## TASK BRIEF
Find and copy each line of the listing below that has the word "JobsSubmitted" in it.
○ ○ ○ ○ ○ ○ ○
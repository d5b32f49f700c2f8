// Copyright (c) 2025 Steve Wagner (ciroque@live.com)
// SPDX-License-Identifier: MIT

//! Message types for the event loop and backend lifecycle.
//!
//! This module contains message types for logging events related to:
//! * Backend selection
//! * Event loop start and completion
//! * Worker lifecycle in the distributed and batch backends
//! * Per-event breaks and task failures

use crate::observability::messages::StructuredLog;
use std::fmt::{Display, Formatter};
use tracing::Span;

/// A backend was chosen from the configured selector.
///
/// # Log Level
/// `info!` - Important operational event
///
/// # Example
/// ```
/// use the_slotgraph::observability::messages::engine::BackendSelected;
///
/// let msg = BackendSelected {
///     selector: "PROOF-lite",
///     backend: "distributed",
///     workers: 4,
/// };
///
/// tracing::info!("{}", msg);
/// ```
pub struct BackendSelected<'a> {
    pub selector: &'a str,
    pub backend: &'a str,
    pub workers: usize,
}

impl Display for BackendSelected<'_> {
    fn fmt(&self, f: &mut Formatter) -> std::fmt::Result {
        write!(
            f,
            "Selector '{}' resolved to the {} backend with {} workers",
            self.selector, self.backend, self.workers
        )
    }
}

impl StructuredLog for BackendSelected<'_> {
    fn log(&self) {
        tracing::info!(
            selector = self.selector,
            backend = self.backend,
            workers = self.workers,
            "{}", self
        );
    }

    fn span(&self, name: &str) -> Span {
        tracing::info_span!(
            "backend_selected",
            span_name = name,
            selector = self.selector,
            backend = self.backend,
            workers = self.workers,
        )
    }
}

/// Event loop started.
///
/// # Log Level
/// `info!` - Important operational event
pub struct EventLoopStarted<'a> {
    pub backend: &'a str,
    pub entry_count: usize,
}

impl Display for EventLoopStarted<'_> {
    fn fmt(&self, f: &mut Formatter) -> std::fmt::Result {
        write!(
            f,
            "Starting {} event loop with {} entry tasks",
            self.backend, self.entry_count
        )
    }
}

impl StructuredLog for EventLoopStarted<'_> {
    fn log(&self) {
        tracing::info!(backend = self.backend, entry_count = self.entry_count, "{}", self);
    }

    fn span(&self, name: &str) -> Span {
        tracing::info_span!(
            "event_loop",
            span_name = name,
            backend = self.backend,
            entry_count = self.entry_count,
        )
    }
}

/// Event loop completed.
///
/// # Log Level
/// `info!` - Important operational event
///
/// # Example
/// ```
/// use the_slotgraph::observability::messages::engine::EventLoopCompleted;
///
/// let msg = EventLoopCompleted {
///     backend: "local",
///     consumed: 10,
///     processed: 10,
///     accepted: 4,
/// };
///
/// assert_eq!(
///     msg.to_string(),
///     "local event loop completed: consumed=10, processed=10, accepted=4"
/// );
/// ```
pub struct EventLoopCompleted<'a> {
    pub backend: &'a str,
    pub consumed: u64,
    pub processed: u64,
    pub accepted: u64,
}

impl Display for EventLoopCompleted<'_> {
    fn fmt(&self, f: &mut Formatter) -> std::fmt::Result {
        write!(
            f,
            "{} event loop completed: consumed={}, processed={}, accepted={}",
            self.backend, self.consumed, self.processed, self.accepted
        )
    }
}

impl StructuredLog for EventLoopCompleted<'_> {
    fn log(&self) {
        tracing::info!(
            backend = self.backend,
            consumed = self.consumed,
            processed = self.processed,
            accepted = self.accepted,
            "{}", self
        );
    }

    fn span(&self, name: &str) -> Span {
        tracing::info_span!(
            "event_loop_completed",
            span_name = name,
            backend = self.backend,
            consumed = self.consumed,
            processed = self.processed,
        )
    }
}

/// A task asked to stop propagating the current event.
///
/// # Log Level
/// `debug!` - Detailed diagnostic information
pub struct EventBreakRequested<'a> {
    pub task: &'a str,
    pub event: u64,
}

impl Display for EventBreakRequested<'_> {
    fn fmt(&self, f: &mut Formatter) -> std::fmt::Result {
        write!(f, "Task '{}' stopped event {}", self.task, self.event)
    }
}

impl StructuredLog for EventBreakRequested<'_> {
    fn log(&self) {
        tracing::debug!(task = self.task, event = self.event, "{}", self);
    }

    fn span(&self, name: &str) -> Span {
        tracing::debug_span!(
            "event_break",
            span_name = name,
            task = self.task,
            event = self.event,
        )
    }
}

/// The mixing pool moved to another bin.
///
/// # Log Level
/// `debug!` - Detailed diagnostic information
pub struct MixingBinChanged {
    pub bin: usize,
    pub events: usize,
}

impl Display for MixingBinChanged {
    fn fmt(&self, f: &mut Formatter) -> std::fmt::Result {
        write!(f, "Switching to mixing bin {} with {} events", self.bin, self.events)
    }
}

impl StructuredLog for MixingBinChanged {
    fn log(&self) {
        tracing::debug!(bin = self.bin, events = self.events, "{}", self);
    }

    fn span(&self, name: &str) -> Span {
        tracing::debug_span!("mixing_bin", span_name = name, bin = self.bin, events = self.events)
    }
}

/// A worker started on its share of the events.
///
/// # Log Level
/// `info!` - Important operational event
pub struct WorkerStarted {
    pub worker: usize,
    pub workers: usize,
}

impl Display for WorkerStarted {
    fn fmt(&self, f: &mut Formatter) -> std::fmt::Result {
        write!(f, "Worker {}/{} started", self.worker + 1, self.workers)
    }
}

impl StructuredLog for WorkerStarted {
    fn log(&self) {
        tracing::info!(worker = self.worker, workers = self.workers, "{}", self);
    }

    fn span(&self, name: &str) -> Span {
        tracing::info_span!("worker", span_name = name, worker = self.worker)
    }
}

/// A worker finished and returned its wrappers.
///
/// # Log Level
/// `info!` - Important operational event
pub struct WorkerCompleted {
    pub worker: usize,
    pub processed: u64,
    pub wrappers: usize,
}

impl Display for WorkerCompleted {
    fn fmt(&self, f: &mut Formatter) -> std::fmt::Result {
        write!(
            f,
            "Worker {} completed: processed={} events, wrappers={}",
            self.worker, self.processed, self.wrappers
        )
    }
}

impl StructuredLog for WorkerCompleted {
    fn log(&self) {
        tracing::info!(
            worker = self.worker,
            processed = self.processed,
            wrappers = self.wrappers,
            "{}", self
        );
    }

    fn span(&self, name: &str) -> Span {
        tracing::info_span!("worker_completed", span_name = name, worker = self.worker)
    }
}

/// A worker failed; its outputs are missing from the merge.
///
/// # Log Level
/// `error!` - Failure requiring attention
///
/// # Example
/// ```
/// use the_slotgraph::observability::messages::engine::WorkerFailed;
///
/// let error = std::io::Error::new(std::io::ErrorKind::Other, "disk full");
/// let msg = WorkerFailed {
///     worker: 3,
///     error: &error,
/// };
///
/// tracing::error!("{}", msg);
/// ```
pub struct WorkerFailed<'a> {
    pub worker: usize,
    pub error: &'a dyn std::error::Error,
}

impl Display for WorkerFailed<'_> {
    fn fmt(&self, f: &mut Formatter) -> std::fmt::Result {
        write!(f, "Worker {} failed: {}", self.worker, self.error)
    }
}

impl StructuredLog for WorkerFailed<'_> {
    fn log(&self) {
        tracing::error!(worker = self.worker, error = %self.error, "{}", self);
    }

    fn span(&self, name: &str) -> Span {
        tracing::error_span!(
            "worker_failed",
            span_name = name,
            worker = self.worker,
            error = %self.error,
        )
    }
}

/// Batch jobs were handed to the submitter.
///
/// # Log Level
/// `info!` - Important operational event
pub struct JobsSubmitted {
    pub jobs: usize,
}

impl Display for JobsSubmitted {
    fn fmt(&self, f: &mut Formatter) -> std::fmt::Result {
        write!(f, "Submitted {} batch jobs", self.jobs)
    }
}

impl StructuredLog for JobsSubmitted {
    fn log(&self) {
        tracing::info!(jobs = self.jobs, "{}", self);
    }

    fn span(&self, name: &str) -> Span {
        tracing::info_span!("jobs_submitted", span_name = name, jobs = self.jobs)
    }
}
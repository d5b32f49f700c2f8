// Copyright (c) 2025 Steve Wagner (ciroque@live.com)
// SPDX-License-Identifier: MIT

//! Observability module for structured logging and tracing.
//!
//! All diagnostic and operational logging in the slot graph goes through
//! message structs with a `Display` implementation instead of format strings
//! scattered through the scheduler. Each message also knows its log level and
//! its structured fields via [`messages::StructuredLog`].
//!
//! # Architecture
//!
//! Messages are organized by subsystem:
//! * `messages::validation` - graph validation findings
//! * `messages::engine` - event propagation and backend lifecycle
//! * `messages::merge` - export, import and output finalization
//!
//! # Usage
//!
//! ```rust
//! use the_slotgraph::observability::messages::engine::EventLoopCompleted;
//! use the_slotgraph::observability::messages::StructuredLog;
//!
//! let msg = EventLoopCompleted {
//!     backend: "local",
//!     consumed: 100,
//!     processed: 100,
//!     accepted: 42,
//! };
//!
//! msg.log();
//! ```

pub mod messages;
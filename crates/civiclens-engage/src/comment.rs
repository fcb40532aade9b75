//! Comments on issues.

use std::path::Path;

use chrono::{DateTime, Utc};
use civiclens_core::notify;
use civiclens_store::{Comment, Notification, StateStore, mutate_state_jsonl};

use crate::error::{EngageError, EngageJsonlError};
use crate::validate::clean_comment_body;

/// One comment from one author on one issue.
#[derive(Debug, Clone)]
pub struct RecordCommentRequest {
    pub issue_id: String,
    pub author_id: String,
    pub body: String,
    pub now: DateTime<Utc>,
}

impl RecordCommentRequest {
    pub fn new(
        issue_id: impl Into<String>,
        author_id: impl Into<String>,
        body: impl Into<String>,
    ) -> Self {
        Self {
            issue_id: issue_id.into(),
            author_id: author_id.into(),
            body: body.into(),
            now: Utc::now(),
        }
    }
}

/// Attach one comment against in-memory state. The reporter hears about
/// it unless they wrote it themselves.
pub fn record_comment(
    store: &mut StateStore,
    request: &RecordCommentRequest,
) -> Result<Comment, EngageError> {
    let body = clean_comment_body(&request.body)?;

    let issue = store
        .issue(&request.issue_id)
        .ok_or_else(|| EngageError::IssueNotFound(request.issue_id.clone()))?;
    let reporter_id = issue.reporter_id.clone();
    let issue_title = issue.title.clone();

    let author = store
        .user(&request.author_id)
        .ok_or_else(|| EngageError::UserNotFound(request.author_id.clone()))?;
    let author_name = author.username.clone();

    let comment = Comment::new(&request.issue_id, &request.author_id, body, request.now);
    store.insert_comment(comment.clone());

    if let Some(draft) =
        notify::comment_added(&reporter_id, &request.author_id, &author_name, &issue_title)
    {
        store.insert_notification(Notification::from_draft(draft, request.now));
    }

    tracing::debug!(
        issue_id = %request.issue_id,
        author_id = %request.author_id,
        "comment recorded"
    );
    Ok(comment)
}

/// Lock-scoped comment against a state JSONL path.
pub fn record_comment_jsonl(
    path: impl AsRef<Path>,
    request: &RecordCommentRequest,
) -> Result<Comment, EngageJsonlError> {
    mutate_state_jsonl(path, |store| {
        let comment = record_comment(store, request)?;
        Ok((comment, true))
    })
}
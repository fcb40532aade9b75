//! User profile rows.

use chrono::{DateTime, Utc};
use serde::{Deserialize, Serialize};
use uuid::Uuid;

/// A user profile as the engagement core sees it.
///
/// Identity (credentials, sessions) lives outside this system; any actor id
/// handed to an operation is trusted. This row carries the display data the
/// leaderboard reads and the trust score engagement actions award into.
#[derive(Debug, Clone, Serialize, Deserialize)]
pub struct User {
    pub id: String,
    pub username: String,
    #[serde(default, skip_serializing_if = "Option::is_none")]
    pub avatar: Option<String>,
    #[serde(default)]
    pub trust_score: i64,
    #[serde(default, skip_serializing_if = "Vec::is_empty")]
    pub badges: Vec<String>,
    #[serde(default = "default_timestamp")]
    pub created_at: DateTime<Utc>,
}

fn default_timestamp() -> DateTime<Utc> {
    Utc::now()
}

impl User {
    /// Build a fresh profile with a generated id and a seeded avatar URL.
    pub fn new(username: impl Into<String>, now: DateTime<Utc>) -> User {
        let username = username.into();
        let avatar = format!("https://api.dicebear.com/7.x/avataaars/svg?seed={username}");
        User {
            id: Uuid::new_v4().to_string(),
            username,
            avatar: Some(avatar),
            trust_score: 0,
            badges: Vec::new(),
            created_at: now,
        }
    }
}

#[cfg(test)]
mod tests {
    use super::*;
    use chrono::TimeZone;

    #[test]
    fn new_profiles_start_unscored_with_seeded_avatar() {
        let now = Utc.with_ymd_and_hms(2025, 6, 1, 12, 0, 0).unwrap();
        let user = User::new("casey_r", now);

        assert_eq!(user.trust_score, 0);
        assert!(user.badges.is_empty());
        assert_eq!(
            user.avatar.as_deref(),
            Some("https://api.dicebear.com/7.x/avataaars/svg?seed=casey_r")
        );
        assert_eq!(user.created_at, now);
    }

    #[test]
    fn missing_optional_fields_deserialize_with_defaults() {
        let raw = r#"{"id":"u-1","username":"casey","created_at":"2025-06-01T12:00:00Z"}"#;
        let user: User = serde_json::from_str(raw).expect("must parse");
        assert_eq!(user.trust_score, 0);
        assert!(user.avatar.is_none());
        assert!(user.badges.is_empty());
    }
}
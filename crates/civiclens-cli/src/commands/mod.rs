pub mod check;
pub mod issue;
pub mod leaderboard;
pub mod notifications;
pub mod user;
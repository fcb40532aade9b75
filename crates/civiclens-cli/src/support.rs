use civiclens_core::{IssueStatus, VoteKind};
use civiclens_store::{Comment, Issue, Notification, StateStore, User};
use serde_json::{Value, json};
use std::path::PathBuf;

/// Load the state file for a read path. A missing file reads as an
/// empty store; mutations bootstrap it through the lock instead.
pub fn load_store_or_exit(state_arg: &str) -> (StateStore, PathBuf) {
    let path = PathBuf::from(state_arg);
    let store = StateStore::load_jsonl_or_default(&path).unwrap_or_else(|e| {
        eprintln!("error: failed to load {}: {e}", path.display());
        std::process::exit(1);
    });
    tracing::debug!(
        path = %path.display(),
        users = store.user_count(),
        issues = store.issue_count(),
        "state loaded"
    );
    (store, path)
}

pub fn parse_status_or_exit(raw: &str) -> IssueStatus {
    IssueStatus::parse(raw).unwrap_or_else(|| {
        eprintln!(
            "error: unknown status: {raw} (expected reported, under review, \
             work in progress, or resolved)"
        );
        std::process::exit(1);
    })
}

pub fn parse_vote_kind_or_exit(raw: &str) -> VoteKind {
    VoteKind::parse(raw).unwrap_or_else(|| {
        eprintln!("error: unknown vote kind: {raw} (expected up or down)");
        std::process::exit(1);
    })
}

pub fn user_json(user: &User) -> Value {
    json!({
        "id": user.id,
        "username": user.username,
        "avatar": user.avatar,
        "trustScore": user.trust_score,
        "badges": user.badges,
        "createdAt": user.created_at
    })
}

pub fn issue_json(issue: &Issue) -> Value {
    json!({
        "id": issue.id,
        "title": issue.title,
        "description": issue.description,
        "category": issue.category,
        "subcategory": issue.subcategory,
        "latitude": issue.latitude,
        "longitude": issue.longitude,
        "areaName": issue.area_name,
        "imageUrl": issue.image_url,
        "reporterId": issue.reporter_id,
        "status": issue.status.as_str(),
        "upvotes": issue.upvotes,
        "downvotes": issue.downvotes,
        "createdAt": issue.created_at,
        "updatedAt": issue.updated_at
    })
}

pub fn notification_json(notification: &Notification) -> Value {
    json!({
        "id": notification.id,
        "recipientId": notification.recipient_id,
        "kind": notification.kind.as_str(),
        "title": notification.title,
        "message": notification.message,
        "read": notification.read,
        "createdAt": notification.created_at
    })
}

pub fn comment_json(comment: &Comment) -> Value {
    json!({
        "id": comment.id,
        "issueId": comment.issue_id,
        "authorId": comment.author_id,
        "body": comment.body,
        "createdAt": comment.created_at
    })
}
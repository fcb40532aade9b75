use crate::cli::UserCommands;
use crate::support::{load_store_or_exit, user_json};
use chrono::Utc;
use civiclens_engage::EngageError;
use civiclens_engage::validate::clean_username;
use civiclens_store::{StateStoreError, User, mutate_state_jsonl};
use serde_json::json;

pub fn run(command: UserCommands) {
    match command {
        UserCommands::Add {
            username,
            id,
            state,
            json,
        } => run_add(username, id, state, json),

        UserCommands::List { state, json } => run_list(state, json),
    }
}

fn run_add(username: String, id: Option<String>, state: String, json_output: bool) {
    let persisted = mutate_state_jsonl::<_, EngageError, _>(&state, |store| {
        let username = clean_username(&username)?;
        let mut user = User::new(username, Utc::now());
        if let Some(id) = &id {
            user.id = id.clone();
        }
        let snapshot = user.clone();
        store.insert_user(user).map_err(|err| match err {
            StateStoreError::UsernameTaken(name) => {
                EngageError::Validation(format!("username already taken: {name}"))
            }
            StateStoreError::DuplicateId(id) => {
                EngageError::Validation(format!("user id already exists: {id}"))
            }
            other => EngageError::Validation(other.to_string()),
        })?;
        Ok((snapshot, true))
    })
    .unwrap_or_else(|e| {
        eprintln!("error: {e}");
        std::process::exit(1);
    });

    if json_output {
        let payload = json!({
            "action": "user.add",
            "statePath": state,
            "user": user_json(&persisted)
        });
        println!(
            "{}",
            serde_json::to_string_pretty(&payload).expect("json serialization")
        );
    } else {
        println!(
            "civiclens user add\n  Added: {} ({})\n  Path: {}",
            persisted.username, persisted.id, state
        );
    }
}

fn run_list(state: String, json_output: bool) {
    let (store, path) = load_store_or_exit(&state);
    let rows: Vec<&User> = store.users().collect();

    if json_output {
        let items = rows.iter().map(|user| user_json(user)).collect::<Vec<_>>();
        let payload = json!({
            "action": "user.list",
            "statePath": path.display().to_string(),
            "count": items.len(),
            "items": items
        });
        println!(
            "{}",
            serde_json::to_string_pretty(&payload).expect("json serialization")
        );
    } else {
        println!(
            "civiclens user list\n  Path: {}\n  Count: {}",
            path.display(),
            rows.len()
        );
        for user in rows {
            println!(
                "  - {} ({}) trust {}",
                user.username, user.id, user.trust_score
            );
        }
    }
}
○ ○ ○ ○ ○ ○ ○
## SOLUTION
pub struct JobsSubmitted {
impl Display for JobsSubmitted {
impl StructuredLog for JobsSubmitted {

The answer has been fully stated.